## [Available data]
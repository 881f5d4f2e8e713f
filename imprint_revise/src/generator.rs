// Copyright 2026 the Imprint Authors
// SPDX-License-Identifier: Apache-2.0 OR MIT

//! The opaque text-generation boundary.

/// Why a generation call produced nothing usable.
#[derive(Clone, Debug, PartialEq, Eq, thiserror::Error)]
pub enum GenerationError {
    /// The backend call itself failed (network, auth, quota, ...).
    #[error("generation backend failed: {0}")]
    Backend(String),
    /// The backend returned an empty response.
    #[error("generation returned an empty response")]
    Empty,
}

/// A provider-agnostic text completion: request text in, response text out.
///
/// The revision engine never interprets failures beyond "no changes were
/// applied"; implementations decide retries, timeouts, and transport.
pub trait TextGenerator {
    /// Complete one request.
    fn complete(&self, request: &str) -> Result<String, GenerationError>;
}

impl<F> TextGenerator for F
where
    F: Fn(&str) -> Result<String, GenerationError>,
{
    fn complete(&self, request: &str) -> Result<String, GenerationError> {
        self(request)
    }
}
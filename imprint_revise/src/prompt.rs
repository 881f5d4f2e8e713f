// Copyright 2026 the Imprint Authors
// SPDX-License-Identifier: Apache-2.0 OR MIT

//! Building the structured revision request sent to the generator.

use imprint_schema::{Document, Layer, LayerId, Paint};
use serde_json::{Value, json};

use crate::Scope;

fn paint_value(paint: &Paint) -> Value {
    // Prompts only need the dominant color; full gradient/pattern specs
    // would bloat the request without changing what the model can do.
    json!(paint.primary_color().to_hex())
}

fn layer_value(layer: &Layer) -> Value {
    let common = layer.common();
    let mut value = json!({
        "id": common.id.0,
        "variant": layer.variant_name(),
        "name": common.name,
        "tags": common.tags,
        "visible": common.visible,
        "opacity": common.opacity,
    });
    let extra = match layer {
        Layer::Text(l) => json!({
            "text": l.text,
            "fontSize": l.style.font_size,
            "fontFamily": l.style.font_family,
            "color": paint_value(&l.style.fill),
        }),
        Layer::Shape(l) => json!({
            "fills": l.fills.iter().map(paint_value).collect::<Vec<_>>(),
            "strokes": l.strokes.iter().map(|s| paint_value(&s.paint)).collect::<Vec<_>>(),
        }),
        Layer::Image(l) => json!({ "image": l.image.0 }),
        Layer::Icon(l) => json!({ "icon": l.icon.0, "color": l.color.to_hex() }),
        Layer::Path(l) => json!({
            "fill": l.fill.as_ref().map(paint_value),
        }),
    };
    if let (Value::Object(base), Value::Object(extra)) = (&mut value, extra) {
        base.extend(extra);
    }
    value
}

/// Assembles one structured revision request.
///
/// The request carries the full layer tree (ids, variants, tags, current
/// field values), the instruction, the scope name, the locked ids, and the
/// response-format contract the parser expects.
#[derive(Debug)]
pub struct PromptBuilder<'a> {
    doc: &'a Document,
    instruction: &'a str,
    scope: Scope,
    locked: &'a [LayerId],
}

impl<'a> PromptBuilder<'a> {
    /// Start a request for one instruction against one document.
    pub fn new(doc: &'a Document, instruction: &'a str, scope: Scope, locked: &'a [LayerId]) -> Self {
        Self {
            doc,
            instruction,
            scope,
            locked,
        }
    }

    /// The request text handed to the generator.
    pub fn build(&self) -> String {
        let layers: Vec<Value> = self.doc.layers_ordered().map(layer_value).collect();
        let payload = json!({
            "instruction": self.instruction,
            "scope": self.scope.name(),
            "lockedLayerIds": self.locked.iter().map(|id| id.0).collect::<Vec<_>>(),
            "selection": self.doc.selection.iter().map(|id| id.0).collect::<Vec<_>>(),
            "layers": layers,
        });
        format!(
            "You are revising a layered design document.\n\
             Respond with a single JSON object of the form\n\
             {{\"intents\": [{{\"target\": <id | \"tag:NAME\" | \"selection\">, \"action\": ..., ...}}], \"ops\": [...]}}.\n\
             Only touch fields permitted by the scope; never touch locked layers.\n\n{}",
            serde_json::to_string_pretty(&payload).unwrap_or_default()
        )
    }
}

#[cfg(test)]
mod tests {
    use super::*;
    use imprint_schema::{
        Color, LayerCommon, TextLayer, TextStyle, Transform2D,
    };

    fn doc() -> Document {
        let doc = Document::new("d", 200.0, 100.0);
        let mut common = LayerCommon::new(LayerId(0), "Headline", Transform2D::default());
        common.tags.push("name".into());
        let (doc, _) = doc.add_layer(Layer::Text(TextLayer {
            common,
            text: "Alice".into(),
            style: TextStyle::new("Inter", 12.0, Color::from_hex("#111111").unwrap()),
            paragraphs: Vec::new(),
        }));
        doc
    }

    #[test]
    fn prompt_carries_instruction_scope_and_layer_values() {
        let doc = doc();
        let prompt = PromptBuilder::new(&doc, "make it warmer", Scope::ColorsOnly, &[]).build();
        assert!(prompt.contains("make it warmer"));
        assert!(prompt.contains("colors-only"));
        assert!(prompt.contains("\"Alice\""));
        assert!(prompt.contains("#111111"));
        assert!(prompt.contains("\"tags\""));
    }

    #[test]
    fn locked_ids_are_listed() {
        let doc = doc();
        let locked = [LayerId(2)];
        let prompt = PromptBuilder::new(&doc, "x", Scope::FullRedesign, &locked).build();
        assert!(prompt.contains("\"lockedLayerIds\": [\n    2\n  ]"));
    }
}
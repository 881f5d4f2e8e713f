// Copyright 2026 the Imprint Authors
// SPDX-License-Identifier: Apache-2.0 OR MIT

//! Plain-old-data geometry for layers, with conversions into [`kurbo`] types.

use serde::{Deserialize, Serialize};

/// A 2D point or extent in document units.
#[derive(Copy, Clone, Debug, Default, PartialEq, Serialize, Deserialize)]
pub struct Vec2F {
    /// X component.
    pub x: f32,
    /// Y component.
    pub y: f32,
}

impl Vec2F {
    /// The zero vector.
    pub const ZERO: Self = Self { x: 0.0, y: 0.0 };

    /// Create a new vector.
    #[inline]
    pub const fn new(x: f32, y: f32) -> Self {
        Self { x, y }
    }
}

impl From<(f32, f32)> for Vec2F {
    #[inline]
    fn from((x, y): (f32, f32)) -> Self {
        Self { x, y }
    }
}

/// Placement of a layer in document space.
///
/// `position` is the top-left corner of the layer's box, `size` its extent,
/// and `rotation` a clockwise rotation in degrees about the box center.
#[derive(Copy, Clone, Debug, PartialEq, Serialize, Deserialize)]
pub struct Transform2D {
    /// Top-left corner of the layer box.
    pub position: Vec2F,
    /// Width and height of the layer box.
    pub size: Vec2F,
    /// Rotation in degrees, clockwise, about the box center.
    #[serde(default)]
    pub rotation: f32,
}

impl Transform2D {
    /// Create an axis-aligned transform with no rotation.
    #[inline]
    pub const fn new(position: Vec2F, size: Vec2F) -> Self {
        Self {
            position,
            size,
            rotation: 0.0,
        }
    }

    /// The local bounding rectangle `(0, 0, size.x, size.y)` as a kurbo rect.
    #[inline]
    pub fn local_rect(&self) -> kurbo::Rect {
        kurbo::Rect::new(0.0, 0.0, f64::from(self.size.x), f64::from(self.size.y))
    }

    /// The affine mapping local layer coordinates into document coordinates,
    /// with an additional uniform `scale` applied on the outside.
    ///
    /// Rotation is applied about the center of the layer box, matching how
    /// documents describe rotated layers.
    pub fn to_affine(&self, scale: f64) -> kurbo::Affine {
        let cx = f64::from(self.size.x) * 0.5;
        let cy = f64::from(self.size.y) * 0.5;
        let rotate = if self.rotation == 0.0 {
            kurbo::Affine::IDENTITY
        } else {
            kurbo::Affine::rotate_about(
                f64::from(self.rotation).to_radians(),
                kurbo::Point::new(cx, cy),
            )
        };
        kurbo::Affine::scale(scale)
            * kurbo::Affine::translate((f64::from(self.position.x), f64::from(self.position.y)))
            * rotate
    }
}

impl Default for Transform2D {
    fn default() -> Self {
        Self::new(Vec2F::ZERO, Vec2F::new(100.0, 100.0))
    }
}

/// Per-corner radii for a rounded layer box.
///
/// Radii are specified clockwise starting from the top-left corner.
#[derive(Copy, Clone, Debug, Default, PartialEq, Serialize, Deserialize)]
pub struct CornerRadii {
    /// The radius of the top-left corner.
    pub top_left: f32,
    /// The radius of the top-right corner.
    pub top_right: f32,
    /// The radius of the bottom-right corner.
    pub bottom_right: f32,
    /// The radius of the bottom-left corner.
    pub bottom_left: f32,
}

impl CornerRadii {
    /// Create radii with potentially different values per corner.
    #[inline]
    pub const fn new(top_left: f32, top_right: f32, bottom_right: f32, bottom_left: f32) -> Self {
        Self {
            top_left,
            top_right,
            bottom_right,
            bottom_left,
        }
    }

    /// Create radii with a single value for all corners.
    #[inline]
    pub const fn uniform(radius: f32) -> Self {
        Self::new(radius, radius, radius, radius)
    }

    /// Convert to kurbo's rounded-rect radii type, scaled uniformly.
    #[inline]
    pub fn to_kurbo(self, scale: f64) -> kurbo::RoundedRectRadii {
        kurbo::RoundedRectRadii::new(
            f64::from(self.top_left) * scale,
            f64::from(self.top_right) * scale,
            f64::from(self.bottom_right) * scale,
            f64::from(self.bottom_left) * scale,
        )
    }

    /// If all radii are equal, returns the uniform radius; otherwise `None`.
    #[inline]
    pub fn as_single_radius(self) -> Option<f32> {
        let epsilon = 1e-6_f32;
        if (self.top_left - self.top_right).abs() < epsilon
            && (self.top_right - self.bottom_right).abs() < epsilon
            && (self.bottom_right - self.bottom_left).abs() < epsilon
        {
            Some(self.top_left)
        } else {
            None
        }
    }

    /// Returns true if every corner is square.
    #[inline]
    pub fn is_zero(self) -> bool {
        self.as_single_radius().is_some_and(|r| r == 0.0)
    }
}

impl From<f32> for CornerRadii {
    #[inline]
    fn from(radius: f32) -> Self {
        Self::uniform(radius)
    }
}

#[cfg(test)]
mod tests {
    use super::*;

    #[test]
    fn rotation_preserves_center() {
        let t = Transform2D {
            position: Vec2F::new(10.0, 20.0),
            size: Vec2F::new(40.0, 30.0),
            rotation: 90.0,
        };
        let center = t.to_affine(1.0) * kurbo::Point::new(20.0, 15.0);
        assert!((center.x - 30.0).abs() < 1e-9, "center x moved: {center:?}");
        assert!((center.y - 35.0).abs() < 1e-9, "center y moved: {center:?}");
    }

    #[test]
    fn affine_scales_uniformly() {
        let t = Transform2D::new(Vec2F::new(5.0, 5.0), Vec2F::new(10.0, 10.0));
        let p1 = t.to_affine(1.0) * kurbo::Point::new(10.0, 10.0);
        let p2 = t.to_affine(2.0) * kurbo::Point::new(10.0, 10.0);
        assert_eq!(p2.x, p1.x * 2.0);
        assert_eq!(p2.y, p1.y * 2.0);
    }

    #[test]
    fn single_radius_detection() {
        assert_eq!(CornerRadii::uniform(4.0).as_single_radius(), Some(4.0));
        assert_eq!(
            CornerRadii::new(1.0, 2.0, 3.0, 4.0).as_single_radius(),
            None
        );
    }
}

## [What you are asked to do]
Using the data above, return each line that includes the word "TextLayer".

## [Solution]
        Color, LayerCommon, TextLayer, TextStyle, Transform2D,
        let (doc, _) = doc.add_layer(Layer::Text(TextLayer {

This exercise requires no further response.